• _What this task involves_: Copy each line of the entries below that contains the string "RwLock".

══ Working data ══

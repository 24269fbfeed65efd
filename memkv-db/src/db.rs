//! One logical database: a data map, a parallel ttl map, a segmented lock
//! table guarding multi-key operations, and a hook that forwards successful
//! mutations to the AOF writer.

use std::panic::{catch_unwind, AssertUnwindSafe};
use std::sync::Arc;
use std::time::{Duration, SystemTime};

use bytes::Bytes;

use memkv_dict::Dictionary;
use memkv_errors::Error;
use memkv_locks::LockTable;
use memkv_resp::Reply;
use memkv_timewheel::TimeWheel;

use crate::registry::{self, validate_arity};
use crate::value::Value;

pub const LOCKER_SIZE: usize = 1024;

/// Forwards a successful mutation's full command line (including its name)
/// for the owning database's index to the AOF writer.
pub type AofHook = dyn Fn(usize, Vec<Bytes>) + Send + Sync;

fn no_op_hook(_index: usize, _cmdline: Vec<Bytes>) {}

pub struct Database {
    index: usize,
    data: Dictionary<Value>,
    ttl: Dictionary<SystemTime>,
    locks: LockTable,
    wheel: TimeWheel,
    aof_hook: parking_lot::RwLock<Arc<AofHook>>,
}

impl Database {
    pub fn new(index: usize, wheel: TimeWheel) -> Self {
        Self {
            index,
            data: Dictionary::new(),
            ttl: Dictionary::new(),
            locks: LockTable::new(LOCKER_SIZE),
            wheel,
            aof_hook: parking_lot::RwLock::new(Arc::new(no_op_hook)),
        }
    }

    pub fn index(&self) -> usize {
        self.index
    }

    /// Installs the AOF forwarding hook. Called once, after both the
    /// database set and the persister exist, breaking the construction
    /// cycle between them.
    pub fn set_aof_hook(&self, hook: Arc<AofHook>) {
        *self.aof_hook.write() = hook;
    }

    fn add_aof(&self, cmd_name: &str, args: &[Bytes]) {
        let mut cmdline = Vec::with_capacity(args.len() + 1);
        cmdline.push(Bytes::copy_from_slice(cmd_name.as_bytes()));
        cmdline.extend_from_slice(args);
        let hook = self.aof_hook.read().clone();
        hook(self.index, cmdline);
    }

    /// Runs one already-lowercased command (name included in `cmdline[0]`)
    /// against this database.
    pub fn exec(self: &Arc<Self>, cmdline: &[Bytes]) -> Reply {
        if cmdline.is_empty() {
            return Reply::Error(Error::UnknownCommand.wire_message());
        }
        let name = String::from_utf8_lossy(&cmdline[0]).to_lowercase();
        let record = match registry::registry().get(name.as_str()) {
            Some(r) => r,
            None => return Reply::Error(Error::UnknownCommand.wire_message()),
        };
        if !validate_arity(record.arity, cmdline) {
            return Reply::Error(Error::WrongArity(name).wire_message());
        }
        let args = &cmdline[1..];
        let (write_keys, read_keys) = (record.prepare)(args);
        let _guard = self.locks.lock_many(&write_keys, &read_keys);

        let executor = record.executor;
        let result = catch_unwind(AssertUnwindSafe(|| executor(self, args)));
        match result {
            Ok(reply) => {
                if !reply.is_error() {
                    self.add_aof(&name, args);
                }
                reply
            }
            Err(payload) => {
                tracing::error!(command = %name, panic = ?payload, "executor panicked");
                Reply::Error(Error::Internal.wire_message())
            }
        }
    }

    // ===== ttl =====

    pub fn expire(self: &Arc<Self>, key: &str, expire_at: SystemTime) {
        let now = SystemTime::now();
        if expire_at <= now {
            self.remove(key);
            return;
        }
        self.ttl.put(key.to_string(), expire_at);
        let task_key = expire_task_key(key);
        let delay = expire_at.duration_since(now).unwrap_or(Duration::ZERO);
        let db = Arc::clone(self);
        let key_owned = key.to_string();
        self.wheel.schedule(delay, task_key, move || {
            let _guard = db.locks.lock(&key_owned);
            tracing::info!(key = %key_owned, "expire");
            match db.ttl.get(&key_owned) {
                Some(expire_time) if SystemTime::now() >= expire_time => {
                    db.remove(&key_owned);
                }
                _ => {}
            }
        });
    }

    pub fn is_expired(&self, key: &str) -> bool {
        match self.ttl.get(key) {
            Some(expire_time) => {
                let expired = SystemTime::now() >= expire_time;
                if expired {
                    self.remove(key);
                }
                expired
            }
            None => false,
        }
    }

    pub fn ttl_of(&self, key: &str) -> Option<SystemTime> {
        self.ttl.get(key)
    }

    // ===== data =====

    pub fn get_entity(&self, key: &str) -> Option<Value> {
        let value = self.data.get(key)?;
        if self.is_expired(key) {
            return None;
        }
        Some(value)
    }

    pub fn put_entity(&self, key: &str, value: Value) -> i32 {
        self.data.put(key.to_string(), value)
    }

    pub fn put_if_exists(&self, key: &str, value: Value) -> i32 {
        self.data.put_if_exists(key, value)
    }

    pub fn put_if_absent(&self, key: &str, value: Value) -> i32 {
        self.data.put_if_absent(key.to_string(), value)
    }

    pub fn remove(&self, key: &str) {
        self.data.remove(key);
        self.ttl.remove(key);
        self.wheel.cancel(expire_task_key(key));
    }

    pub fn remove_many(&self, keys: &[String]) -> i64 {
        let mut count = 0i64;
        for key in keys {
            if self.data.get(key).is_some() {
                self.remove(key);
                count += 1;
            }
        }
        count
    }

    pub fn flush(&self) {
        self.data.clear();
        self.ttl.clear();
    }

    pub fn for_each<F>(&self, mut visitor: F)
    where
        F: FnMut(&str, &Value, Option<SystemTime>) -> bool,
    {
        self.data.for_each(|key, value| {
            let expire_at = self.ttl.get(key);
            visitor(key, value, expire_at)
        });
    }
}

fn expire_task_key(key: &str) -> String {
    format!("expire:{key}")
}

#[cfg(test)]
mod tests {
    use super::*;
    use std::time::Duration;

    fn new_db() -> Arc<Database> {
        let wheel = TimeWheel::spawn(Duration::from_millis(20), 8);
        Arc::new(Database::new(0, wheel))
    }

    #[tokio::test]
    async fn set_then_get_roundtrip() {
        let db = new_db();
        let reply = db.exec(&[Bytes::from_static(b"SET"), Bytes::from_static(b"k"), Bytes::from_static(b"v")]);
        assert_eq!(reply, Reply::Ok);
        let reply = db.exec(&[Bytes::from_static(b"GET"), Bytes::from_static(b"k")]);
        assert_eq!(reply, Reply::Bulk(Bytes::from_static(b"v")));
    }

    #[tokio::test]
    async fn unknown_command_errors() {
        let db = new_db();
        let reply = db.exec(&[Bytes::from_static(b"NOPE")]);
        assert!(reply.is_error());
    }

    #[tokio::test]
    async fn wrong_arity_errors() {
        let db = new_db();
        let reply = db.exec(&[Bytes::from_static(b"GET")]);
        assert!(reply.is_error());
    }

    #[tokio::test]
    async fn expire_removes_key_after_delay() {
        let db = new_db();
        db.exec(&[Bytes::from_static(b"SET"), Bytes::from_static(b"k"), Bytes::from_static(b"v")]);
        db.expire("k", SystemTime::now() + Duration::from_millis(60));
        tokio::time::sleep(Duration::from_millis(400)).await;
        assert!(db.get_entity("k").is_none());
    }
}
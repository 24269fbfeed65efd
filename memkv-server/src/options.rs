//! CLI flags/env vars overriding whatever [`crate::config::Config`] loaded
//! from file or defaults.

use clap::Parser;

use crate::config::Config;

#[derive(Parser, Debug)]
#[command(name = "memkv-server", about = "An in-memory key-value store speaking RESP")]
pub struct Options {
    #[arg(long, env = "MEMKV_BIND")]
    pub bind: Option<String>,

    #[arg(long, env = "MEMKV_PORT")]
    pub port: Option<u16>,

    #[arg(long, env = "MEMKV_DATABASES")]
    pub databases: Option<usize>,

    #[arg(long, env = "MEMKV_APPENDONLY")]
    pub appendonly: Option<bool>,

    #[arg(long, env = "MEMKV_APPENDFILENAME")]
    pub appendfilename: Option<String>,

    #[arg(long, env = "MEMKV_APPENDFSYNC")]
    pub appendfsync: Option<String>,
}

impl Options {
    /// Layers these flags/env vars over `config`, overriding only the
    /// fields that were actually supplied.
    pub fn apply(self, config: &mut Config) {
        if let Some(bind) = self.bind {
            config.bind = bind;
        }
        if let Some(port) = self.port {
            config.port = port;
        }
        if let Some(databases) = self.databases {
            config.databases = databases;
        }
        if let Some(appendonly) = self.appendonly {
            config.appendonly = appendonly;
        }
        if let Some(appendfilename) = self.appendfilename {
            config.appendfilename = appendfilename;
        }
        if let Some(appendfsync) = self.appendfsync {
            config.appendfsync = appendfsync;
        }
    }
}

#[cfg(test)]
mod tests {
    use super::*;

    #[test]
    fn overrides_only_supplied_fields() {
        let mut config = Config::default();
        let original_runid = config.runid.clone();
        let options = Options {
            bind: None,
            port: Some(7000),
            databases: None,
            appendonly: Some(true),
            appendfilename: None,
            appendfsync: None,
        };
        options.apply(&mut config);
        assert_eq!(config.bind, "0.0.0.0");
        assert_eq!(config.port, 7000);
        assert!(config.appendonly);
        assert_eq!(config.runid, original_runid);
    }
}
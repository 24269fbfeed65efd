use std::sync::Arc;

use bytes::Bytes;

use memkv_resp::Reply;

use crate::db::Database;

pub fn exec_ping(_db: &Arc<Database>, _args: &[Bytes]) -> Reply {
    Reply::Pong
}
use clap::Parser;

use memkv_server::config::Config;
use memkv_server::options::Options;

#[tokio::main]
async fn main() -> anyhow::Result<()> {
    memkv_server::logging::init();

    let mut config = Config::load();
    Options::parse().apply(&mut config);

    tracing::info!(runid = %config.runid, "starting memkv-server");
    memkv_server::run(config).await
}
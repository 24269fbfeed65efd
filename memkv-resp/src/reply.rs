//! RESP reply types and their wire encoding.
//!
//! Each variant here corresponds to one of the distinct reply shapes the
//! wire protocol distinguishes by leading byte; encoding is a direct,
//! allocation-light byte-exact mapping rather than a generic serializer.

use bytes::{BufMut, Bytes, BytesMut};

const CRLF: &[u8] = b"\r\n";

/// A decoded or constructed RESP reply.
#[derive(Debug, Clone, PartialEq, Eq)]
pub enum Reply {
    /// `+status\r\n`
    Simple(String),
    /// `-message\r\n`
    Error(String),
    /// `:n\r\n`
    Integer(i64),
    /// `$len\r\n<bytes>\r\n`
    Bulk(Bytes),
    /// `$-1\r\n`
    NullBulk,
    /// `*n\r\n` followed by `n` bulks, `None` elements encoded as null bulk.
    MultiBulk(Vec<Option<Bytes>>),
    /// `*0\r\n`
    EmptyMultiBulk,
    /// `+PONG\r\n`
    Pong,
    /// `+OK\r\n`
    Ok,
    /// No bytes at all; used when a command intentionally sends nothing.
    NoReply,
}

impl Reply {
    /// True if this reply's leading byte is `-` (an error reply).
    pub fn is_error(&self) -> bool {
        matches!(self, Reply::Error(_))
    }

    /// Encodes this reply to its exact wire representation.
    pub fn to_bytes(&self) -> Bytes {
        match self {
            Reply::Simple(s) => {
                let mut buf = BytesMut::with_capacity(1 + s.len() + 2);
                buf.put_u8(b'+');
                buf.put_slice(s.as_bytes());
                buf.put_slice(CRLF);
                buf.freeze()
            }
            Reply::Error(s) => {
                let mut buf = BytesMut::with_capacity(1 + s.len() + 2);
                buf.put_u8(b'-');
                buf.put_slice(s.as_bytes());
                buf.put_slice(CRLF);
                buf.freeze()
            }
            Reply::Integer(n) => {
                let mut buf = BytesMut::new();
                buf.put_u8(b':');
                buf.put_slice(n.to_string().as_bytes());
                buf.put_slice(CRLF);
                buf.freeze()
            }
            Reply::Bulk(arg) => {
                let mut buf = BytesMut::with_capacity(arg.len() + 16);
                buf.put_u8(b'$');
                buf.put_slice(arg.len().to_string().as_bytes());
                buf.put_slice(CRLF);
                buf.put_slice(arg);
                buf.put_slice(CRLF);
                buf.freeze()
            }
            Reply::NullBulk => Bytes::from_static(b"$-1\r\n"),
            Reply::MultiBulk(args) => {
                let mut buf = BytesMut::new();
                buf.put_u8(b'*');
                buf.put_slice(args.len().to_string().as_bytes());
                buf.put_slice(CRLF);
                for arg in args {
                    match arg {
                        None => buf.put_slice(b"$-1\r\n"),
                        Some(bytes) => {
                            buf.put_u8(b'$');
                            buf.put_slice(bytes.len().to_string().as_bytes());
                            buf.put_slice(CRLF);
                            buf.put_slice(bytes);
                            buf.put_slice(CRLF);
                        }
                    }
                }
                buf.freeze()
            }
            Reply::EmptyMultiBulk => Bytes::from_static(b"*0\r\n"),
            Reply::Pong => Bytes::from_static(b"+PONG\r\n"),
            Reply::Ok => Bytes::from_static(b"+OK\r\n"),
            Reply::NoReply => Bytes::new(),
        }
    }

    /// Convenience constructor for a bulk reply from anything byte-like.
    pub fn bulk(arg: impl Into<Bytes>) -> Self {
        Reply::Bulk(arg.into())
    }

    /// Convenience constructor for a multi-bulk reply of plain strings.
    pub fn multi_bulk_strings<I, S>(items: I) -> Self
    where
        I: IntoIterator<Item = S>,
        S: Into<Bytes>,
    {
        let args: Vec<Option<Bytes>> = items.into_iter().map(|s| Some(s.into())).collect();
        if args.is_empty() {
            Reply::EmptyMultiBulk
        } else {
            Reply::MultiBulk(args)
        }
    }
}

#[cfg(test)]
mod tests {
    use super::*;

    #[test]
    fn simple_status_and_error() {
        assert_eq!(Reply::Ok.to_bytes(), &b"+OK\r\n"[..]);
        assert_eq!(Reply::Pong.to_bytes(), &b"+PONG\r\n"[..]);
        assert_eq!(
            Reply::Error("ERR unknown command".into()).to_bytes(),
            &b"-ERR unknown command\r\n"[..]
        );
    }

    #[test]
    fn integer_and_bulk() {
        assert_eq!(Reply::Integer(42).to_bytes(), &b":42\r\n"[..]);
        assert_eq!(Reply::Integer(-1).to_bytes(), &b":-1\r\n"[..]);
        assert_eq!(
            Reply::bulk(Bytes::from_static(b"hello")).to_bytes(),
            &b"$5\r\nhello\r\n"[..]
        );
        assert_eq!(Reply::NullBulk.to_bytes(), &b"$-1\r\n"[..]);
    }

    #[test]
    fn multi_bulk_with_nil_element() {
        let reply = Reply::MultiBulk(vec![Some(Bytes::from_static(b"a")), None]);
        assert_eq!(reply.to_bytes(), &b"*2\r\n$1\r\na\r\n$-1\r\n"[..]);
        assert_eq!(Reply::EmptyMultiBulk.to_bytes(), &b"*0\r\n"[..]);
    }
}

═══

• _Answer_:
    aof_hook: parking_lot::RwLock<Arc<AofHook>>,
            aof_hook: parking_lot::RwLock::new(Arc::new(no_op_hook)),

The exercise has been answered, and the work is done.